* Data for processing *
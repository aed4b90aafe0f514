pub mod assembler;
pub mod checker;
pub mod fitness;
pub mod generator;
pub mod models;
pub mod optimizer;
pub mod space;
pub mod tune;
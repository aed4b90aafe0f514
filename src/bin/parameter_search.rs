use std::path::{Path, PathBuf};
use std::process::ExitCode;
use std::time::Instant;

use clap::Parser;
use indicatif::{ProgressBar, ProgressStyle};
use log::{error, info};
use rust_xlsxwriter::{Format, Workbook, XlsxError};

use timetable_optimization_lib::algorithms::generator::{generate, ScenarioConfig};
use timetable_optimization_lib::algorithms::tune::{sweep_budgets, BudgetRange, BudgetTrial, SweepReport};
use timetable_optimization_lib::error::Result;
use timetable_optimization_lib::{OptimizationRequest, OptimizerConfig};

/// Measures how many search nodes it takes to reach the optimum on generated scenarios.
#[derive(Parser, Debug)]
#[command(version, about, long_about = None)]
struct Args {
    /// Scenarios generated per difficulty level
    #[arg(long, default_value_t = 5)]
    seeds: u64,
    #[arg(long, default_value_t = 100)]
    min_nodes: u64,
    #[arg(long, default_value_t = 1_000_000)]
    max_nodes: u64,
    #[arg(long, default_value_t = 10)]
    factor: u64,
    #[arg(long, value_name = "FILE")]
    config: Option<PathBuf>,
    #[arg(short, long, value_name = "FILE", default_value = "budget_sweep.xlsx")]
    output: PathBuf,
}

pub fn export_sweep_single_sheet(report: &SweepReport, filename: &Path) -> std::result::Result<(), XlsxError> {
    let mut workbook = Workbook::new();
    let worksheet = workbook.add_worksheet();

    let bold = Format::new().set_bold();

    let headers = [
        "max_nodes",
        "nodes",
        "cost",
        "optimum",
        "gap",
        "complete",
        "elapsed_ms",
    ];

    let mut current_row = 0;

    let mut scenarios: Vec<&str> = report.trials.iter().map(|t| t.scenario.as_str()).collect();
    scenarios.dedup();

    for scenario in scenarios {
        // === Scenario title ===
        worksheet.write_with_format(current_row, 0, format!("=== Scenario {} ===", scenario), &bold)?;
        current_row += 1;

        for (col, title) in headers.iter().enumerate() {
            worksheet.write_with_format(current_row, col as u16, *title, &bold)?;
        }
        current_row += 1;

        for trial in report.trials.iter().filter(|t| t.scenario == scenario) {
            worksheet.write(current_row, 0, trial.max_nodes as f64)?;
            worksheet.write(current_row, 1, trial.nodes as f64)?;
            if let Some(cost) = trial.cost {
                worksheet.write(current_row, 2, cost as f64)?;
            }
            if let Some(optimum) = trial.optimum {
                worksheet.write(current_row, 3, optimum as f64)?;
            }
            if let Some(gap) = trial.gap() {
                worksheet.write(current_row, 4, gap as f64)?;
            }
            worksheet.write(current_row, 5, trial.complete)?;
            worksheet.write(current_row, 6, trial.elapsed_ms)?;
            current_row += 1;
        }

        current_row += 2; // spacer between scenarios
    }

    if let Some(budget) = report.recommended_max_nodes {
        worksheet.write_with_format(current_row, 0, "recommended_max_nodes", &bold)?;
        worksheet.write(current_row, 1, budget as f64)?;
    }

    workbook.save(filename)?;
    Ok(())
}

fn scenarios(seeds: u64) -> Vec<(String, OptimizationRequest)> {
    let levels = [
        ("easy", ScenarioConfig::easy()),
        ("medium", ScenarioConfig::medium()),
        ("hard", ScenarioConfig::hard()),
    ];
    levels
        .iter()
        .flat_map(|(name, config)| (0..seeds).map(move |seed| (format!("{name}-{seed}"), generate(config, seed))))
        .collect()
}

#[tokio::main]
async fn main() -> ExitCode {
    env_logger::builder()
        .filter_level(log::LevelFilter::Info)
        .parse_default_env()
        .init();

    match run(Args::parse()).await {
        Ok(()) => ExitCode::SUCCESS,
        Err(err) => {
            error!("{err}");
            ExitCode::FAILURE
        }
    }
}

async fn run(args: Args) -> Result<()> {
    let config = OptimizerConfig::load(args.config.as_deref())?;
    let range = BudgetRange {
        max_nodes: (args.min_nodes, args.max_nodes),
        factor: args.factor,
    };
    let scenarios = scenarios(args.seeds);

    let start_time = Instant::now();

    let pb = ProgressBar::new((scenarios.len() * range.steps().len()) as u64);
    pb.set_style(
        ProgressStyle::with_template("{spinner:.cyan} [{bar:40.cyan/blue}] {pos}/{len} {msg}")
            .unwrap_or_else(|_| ProgressStyle::default_bar())
            .progress_chars("=> "),
    );

    let report = sweep_budgets(&scenarios, &range, &config, |trial: &BudgetTrial| {
        pb.set_message(format!("{} @ {} nodes", trial.scenario, trial.max_nodes));
        pb.inc(1);
    })
    .await?;

    pb.finish_with_message("sweep finished");

    let elapsed = start_time.elapsed();
    info!(
        "Total time: {} min {} s",
        elapsed.as_secs() / 60,
        elapsed.as_secs() % 60
    );

    let optimal = report.trials.iter().filter(|t| t.reached_optimum()).count();
    info!("{}/{} trials reached the optimum", optimal, report.trials.len());
    match report.recommended_max_nodes {
        Some(budget) => info!("Recommended max_nodes: {}", budget),
        None => info!("No budget in range was enough for every scenario"),
    }

    export_sweep_single_sheet(&report, &args.output)?;
    info!("Wrote {}", args.output.display());

    Ok(())
}
//! Lifecycle of optimize calls made on behalf of one user.
//!
//! `Idle -> Running -> Succeeded | Failed -> Idle`. Only one call runs at a
//! time; a second one is refused with [`OptimizeError::Busy`].

use std::sync::{Arc, Mutex, MutexGuard, PoisonError};

use log::{debug, info};

use crate::algorithms::models::{OptimizationRequest, TimetableBlock};
use crate::algorithms::optimizer::CancelToken;
use crate::config::OptimizerConfig;
use crate::error::OptimizeError;
use crate::venues::VenueMap;

#[derive(Debug, Clone, Default, PartialEq)]
pub enum OptimizeState {
    #[default]
    Idle,
    Running,
    Succeeded(Vec<TimetableBlock>),
    Failed(OptimizeError),
}

impl OptimizeState {
    pub fn is_running(&self) -> bool {
        matches!(self, OptimizeState::Running)
    }

    /// Succeeded or Failed: a result waiting to be acknowledged.
    pub fn is_finished(&self) -> bool {
        matches!(self, OptimizeState::Succeeded(_) | OptimizeState::Failed(_))
    }
}

#[derive(Default)]
struct Inner {
    state: OptimizeState,
    cancel: Option<CancelToken>,
}

pub struct OptimizeSession {
    config: OptimizerConfig,
    venues: Option<Arc<VenueMap>>,
    inner: Mutex<Inner>,
}

impl OptimizeSession {
    pub fn new(config: OptimizerConfig, venues: Option<Arc<VenueMap>>) -> Self {
        Self {
            config,
            venues,
            inner: Mutex::new(Inner::default()),
        }
    }

    pub fn config(&self) -> &OptimizerConfig {
        &self.config
    }

    pub fn state(&self) -> OptimizeState {
        self.lock().state.clone()
    }

    pub fn is_running(&self) -> bool {
        self.lock().state.is_running()
    }

    /// Optimizes `request`; the outcome is also kept as the session state.
    pub async fn run(&self, request: &OptimizationRequest) -> Result<Vec<TimetableBlock>, OptimizeError> {
        let mut guard = self.begin()?;
        let result = crate::optimize_with(request, &self.config, self.venues.clone(), guard.cancel.clone())
            .await
            .map(|report| {
                info!(
                    "Optimized {} modules into {} blocks (cost {}, {} nodes)",
                    request.modules.len(),
                    report.blocks.len(),
                    report.cost.total,
                    report.stats.nodes
                );
                report.blocks
            });
        guard.finish(&result);
        result
    }

    /// Asks the running call to stop. Returns false when nothing is running.
    pub fn cancel(&self) -> bool {
        let inner = self.lock();
        match (&inner.state, &inner.cancel) {
            (OptimizeState::Running, Some(cancel)) => {
                debug!("Cancelling running optimization");
                cancel.cancel();
                true
            }
            _ => false,
        }
    }

    /// Clears a finished result and returns it; the session is Idle again.
    /// A running call is left alone.
    pub fn acknowledge(&self) -> OptimizeState {
        let mut inner = self.lock();
        if inner.state.is_running() {
            return OptimizeState::Running;
        }
        std::mem::take(&mut inner.state)
    }

    fn begin(&self) -> Result<RunGuard<'_>, OptimizeError> {
        let mut inner = self.lock();
        if inner.state.is_running() {
            return Err(OptimizeError::Busy);
        }
        let cancel = CancelToken::new();
        inner.state = OptimizeState::Running;
        inner.cancel = Some(cancel.clone());
        Ok(RunGuard {
            session: self,
            cancel,
            finished: false,
        })
    }

    fn lock(&self) -> MutexGuard<'_, Inner> {
        self.inner.lock().unwrap_or_else(PoisonError::into_inner)
    }
}

/// Leaves the session Failed(Cancelled) if the `run` future is dropped mid-search.
struct RunGuard<'a> {
    session: &'a OptimizeSession,
    cancel: CancelToken,
    finished: bool,
}

impl RunGuard<'_> {
    fn finish(&mut self, result: &Result<Vec<TimetableBlock>, OptimizeError>) {
        let mut inner = self.session.lock();
        inner.state = match result {
            Ok(blocks) => OptimizeState::Succeeded(blocks.clone()),
            Err(err) => OptimizeState::Failed(err.clone()),
        };
        inner.cancel = None;
        self.finished = true;
    }
}

impl Drop for RunGuard<'_> {
    fn drop(&mut self) {
        if self.finished {
            return;
        }
        self.cancel.cancel();
        let mut inner = self.session.lock();
        inner.state = OptimizeState::Failed(OptimizeError::Cancelled);
        inner.cancel = None;
    }
}
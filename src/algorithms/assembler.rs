use super::models::{format_time, Selection, TimetableBlock};

/// Block colours of the timetable view; a module keeps its colour across runs.
pub const MODULE_COLORS: [&str; 12] = [
    "#3b82f6", // blue
    "#10b981", // emerald
    "#f59e0b", // amber
    "#ef4444", // red
    "#8b5cf6", // violet
    "#06b6d4", // cyan
    "#84cc16", // lime
    "#f97316", // orange
    "#ec4899", // pink
    "#6366f1", // indigo
    "#14b8a6", // teal
    "#eab308", // yellow
];

/// Same palette index as the web client: only the `<< 5` wraps to 32 bits,
/// the subtraction and addition stay exact.
pub fn color_for_module(module_code: &str) -> &'static str {
    let hash = module_code.encode_utf16().fold(0i64, |hash, unit| {
        let shifted = i64::from((hash as i32).wrapping_shl(5));
        i64::from(unit) + shifted - hash
    });
    MODULE_COLORS[(hash.unsigned_abs() % MODULE_COLORS.len() as u64) as usize]
}

/// Flattens a selection into blocks ordered Monday to Friday, then by start time.
pub fn assemble(selection: &Selection) -> Vec<TimetableBlock> {
    let mut timed: Vec<(u16, TimetableBlock)> = selection
        .choices()
        .iter()
        .flat_map(|choice| {
            let color = color_for_module(&choice.module_code);
            choice.option.slots.iter().map(move |slot| {
                (
                    slot.start,
                    TimetableBlock {
                        module_code: choice.module_code.clone(),
                        lesson_type: choice.lesson_type.clone(),
                        class_no: slot.class_no.clone(),
                        day: slot.day,
                        start_time: format_time(slot.start),
                        end_time: format_time(slot.end),
                        venue: slot.venue.clone(),
                        color: Some(color.to_string()),
                    },
                )
            })
        })
        .collect();

    timed.sort_by(|(a_start, a), (b_start, b)| {
        a.day
            .cmp(&b.day)
            .then(a_start.cmp(b_start))
            .then_with(|| a.module_code.cmp(&b.module_code))
            .then_with(|| a.lesson_type.cmp(&b.lesson_type))
    });

    timed.into_iter().map(|(_, block)| block).collect()
}

#[cfg(test)]
mod tests {
    use super::*;
    use crate::algorithms::models::{CandidateSlot, Choice, ClassOption, Day};

    fn choice(module: &str, lesson_type: &str, slots: Vec<CandidateSlot>) -> Choice {
        Choice {
            module_code: module.into(),
            lesson_type: lesson_type.into(),
            option: ClassOption {
                class_no: slots[0].class_no.clone(),
                slots,
            },
        }
    }

    #[test]
    fn orders_by_day_then_start() {
        let mut selection = Selection::new();
        selection.push(choice(
            "CS2103T",
            "Lecture",
            vec![CandidateSlot::parse("1", "Friday", "1400", "1600", Some("LT17")).unwrap()],
        ));
        selection.push(choice(
            "MA1521",
            "Lecture",
            vec![
                CandidateSlot::parse("2", "Monday", "1100", "1200", None).unwrap(),
                CandidateSlot::parse("2", "Monday", "0900", "1000", None).unwrap(),
            ],
        ));

        let blocks = assemble(&selection);
        let order: Vec<(Day, &str)> = blocks.iter().map(|b| (b.day, b.start_time.as_str())).collect();
        assert_eq!(
            order,
            vec![(Day::Monday, "09:00"), (Day::Monday, "11:00"), (Day::Friday, "14:00")]
        );
        assert_eq!(blocks[2].venue.as_deref(), Some("LT17"));
        assert_eq!(blocks[0].color, blocks[1].color);
    }

    #[test]
    fn colour_is_stable_per_module() {
        assert_eq!(color_for_module("CS2103T"), color_for_module("CS2103T"));
        assert!(MODULE_COLORS.contains(&color_for_module("")));
        // 'A' = 65 -> 65 % 12 = 5
        assert_eq!(color_for_module("A"), MODULE_COLORS[5]);
        // 'A' * 31 + 'B' = 2081 -> 2081 % 12 = 5
        assert_eq!(color_for_module("AB"), MODULE_COLORS[5]);
    }

    #[test]
    fn colour_matches_web_client_for_long_codes() {
        // indices computed by the browser's getModuleColor
        assert_eq!(color_for_module("CS2103T"), MODULE_COLORS[6]);
        assert_eq!(color_for_module("CS2040S"), MODULE_COLORS[7]);
        assert_eq!(color_for_module("MA1521"), MODULE_COLORS[9]);
        assert_eq!(color_for_module("GEA1000"), MODULE_COLORS[2]);
    }

    #[test]
    fn empty_selection_gives_no_blocks() {
        assert!(assemble(&Selection::new()).is_empty());
    }
}
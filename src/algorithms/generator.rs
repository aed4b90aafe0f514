//! Synthetic request generator.
//!
//! Produces seeded, reproducible module sets shaped like real course offerings:
//! lectures with few alternatives, tutorials and labs with many.

use rand::rngs::StdRng;
use rand::{Rng, SeedableRng};

use super::models::{CandidateSlot, Day, LessonGroup, Module, OptimizationRequest};

const LESSON_TYPES: [&str; 4] = ["Lecture", "Tutorial", "Laboratory", "Recitation"];
const VENUES: [&str; 6] = ["LT17", "LT19", "COM1-0201", "COM1-0203", "S16-0430", "UTSRC-LT51"];

/// Shape of a generated scenario.
#[derive(Debug, Clone)]
pub struct ScenarioConfig {
    pub num_modules: usize,
    /// Lesson types per module (min, max), capped at 4.
    pub lesson_types_range: (usize, usize),
    /// Class alternatives per lesson type (min, max).
    pub options_range: (usize, usize),
    /// Lesson length in hours (min, max).
    pub duration_hours_range: (u16, u16),
    /// Earliest and latest start hour.
    pub start_hour_range: (u16, u16),
    /// Chance that a lecture class meets twice a week.
    pub double_session_chance: f64,
}

impl Default for ScenarioConfig {
    fn default() -> Self {
        Self::medium()
    }
}

impl ScenarioConfig {
    /// Few modules, few alternatives.
    pub fn easy() -> Self {
        Self {
            num_modules: 3,
            lesson_types_range: (1, 2),
            options_range: (1, 3),
            duration_hours_range: (1, 2),
            start_hour_range: (8, 17),
            double_session_chance: 0.2,
        }
    }

    /// A typical semester load.
    pub fn medium() -> Self {
        Self {
            num_modules: 5,
            lesson_types_range: (1, 3),
            options_range: (2, 5),
            duration_hours_range: (1, 2),
            start_hour_range: (8, 18),
            double_session_chance: 0.3,
        }
    }

    /// Heavy load with many alternatives per group.
    pub fn hard() -> Self {
        Self {
            num_modules: 6,
            lesson_types_range: (2, 3),
            options_range: (3, 8),
            duration_hours_range: (1, 3),
            start_hour_range: (8, 18),
            double_session_chance: 0.4,
        }
    }
}

/// Builds a request from `config`; the same seed always yields the same request.
pub fn generate(config: &ScenarioConfig, seed: u64) -> OptimizationRequest {
    let mut rng = StdRng::seed_from_u64(seed);

    let modules = (0..config.num_modules)
        .map(|m| {
            let code = format!("GEN{:04}", 1000 + m);
            let (lo, hi) = config.lesson_types_range;
            let num_types = rng.random_range(lo.max(1)..=hi.max(lo).max(1)).min(LESSON_TYPES.len());

            let groups = LESSON_TYPES[..num_types]
                .iter()
                .map(|&lesson_type| {
                    let (lo, hi) = config.options_range;
                    let num_options = rng.random_range(lo.max(1)..=hi.max(lo).max(1));
                    let prefix = &lesson_type[..1];

                    let mut candidates = Vec::new();
                    for o in 0..num_options {
                        let class_no = if lesson_type == "Lecture" {
                            format!("{}", o + 1)
                        } else {
                            format!("{prefix}{:02}", o + 1)
                        };
                        let sessions = if lesson_type == "Lecture" && rng.random_bool(config.double_session_chance) {
                            2
                        } else {
                            1
                        };
                        for _ in 0..sessions {
                            candidates.push(random_slot(&mut rng, config, &class_no));
                        }
                    }
                    LessonGroup::new(lesson_type, candidates)
                })
                .collect();

            Module::new(code, groups)
        })
        .collect();

    OptimizationRequest::new(modules)
}

fn random_slot(rng: &mut StdRng, config: &ScenarioConfig, class_no: &str) -> CandidateSlot {
    let day = Day::ALL[rng.random_range(0..Day::ALL.len())];
    let (min_len, max_len) = config.duration_hours_range;
    let hours = rng.random_range(min_len.max(1)..=max_len.max(min_len).max(1));
    let (first, last) = config.start_hour_range;
    let latest = last.min(23 - hours).max(first);
    let start_hour = rng.random_range(first..=latest);

    CandidateSlot {
        class_no: class_no.to_string(),
        day,
        start: start_hour * 60,
        end: (start_hour + hours) * 60,
        venue: Some(VENUES[rng.random_range(0..VENUES.len())].to_string()),
    }
}

#[cfg(test)]
mod tests {
    use super::*;
    use crate::algorithms::space::SearchSpace;

    #[test]
    fn same_seed_same_request() {
        let config = ScenarioConfig::medium();
        assert_eq!(generate(&config, 7), generate(&config, 7));
        assert_ne!(generate(&config, 7), generate(&config, 8));
    }

    #[test]
    fn generated_requests_are_valid() {
        for (i, config) in [ScenarioConfig::easy(), ScenarioConfig::medium(), ScenarioConfig::hard()]
            .iter()
            .enumerate()
        {
            for seed in 0..10 {
                let request = generate(config, seed + i as u64 * 100);
                assert_eq!(request.modules.len(), config.num_modules);
                assert!(SearchSpace::build(&request.modules).is_ok());
            }
        }
    }
}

* What this task involves *
What you give back must be the stretch above, starting at the line with "OptimizerConfig, venues: Option<Arc<VenueMap>>)" and ending at the line with "nothing is running.", copied exactly.

* Task result *
    pub fn new(config: OptimizerConfig, venues: Option<Arc<VenueMap>>) -> Self {
        Self {
            config,
            venues,
            inner: Mutex::new(Inner::default()),
        }
    }

    pub fn config(&self) -> &OptimizerConfig {
        &self.config
    }

    pub fn state(&self) -> OptimizeState {
        self.lock().state.clone()
    }

    pub fn is_running(&self) -> bool {
        self.lock().state.is_running()
    }

    /// Optimizes `request`; the outcome is also kept as the session state.
    pub async fn run(&self, request: &OptimizationRequest) -> Result<Vec<TimetableBlock>, OptimizeError> {
        let mut guard = self.begin()?;
        let result = crate::optimize_with(request, &self.config, self.venues.clone(), guard.cancel.clone())
            .await
            .map(|report| {
                info!(
                    "Optimized {} modules into {} blocks (cost {}, {} nodes)",
                    request.modules.len(),
                    report.blocks.len(),
                    report.cost.total,
                    report.stats.nodes
                );
                report.blocks
            });
        guard.finish(&result);
        result
    }

    /// Asks the running call to stop. Returns false when nothing is running.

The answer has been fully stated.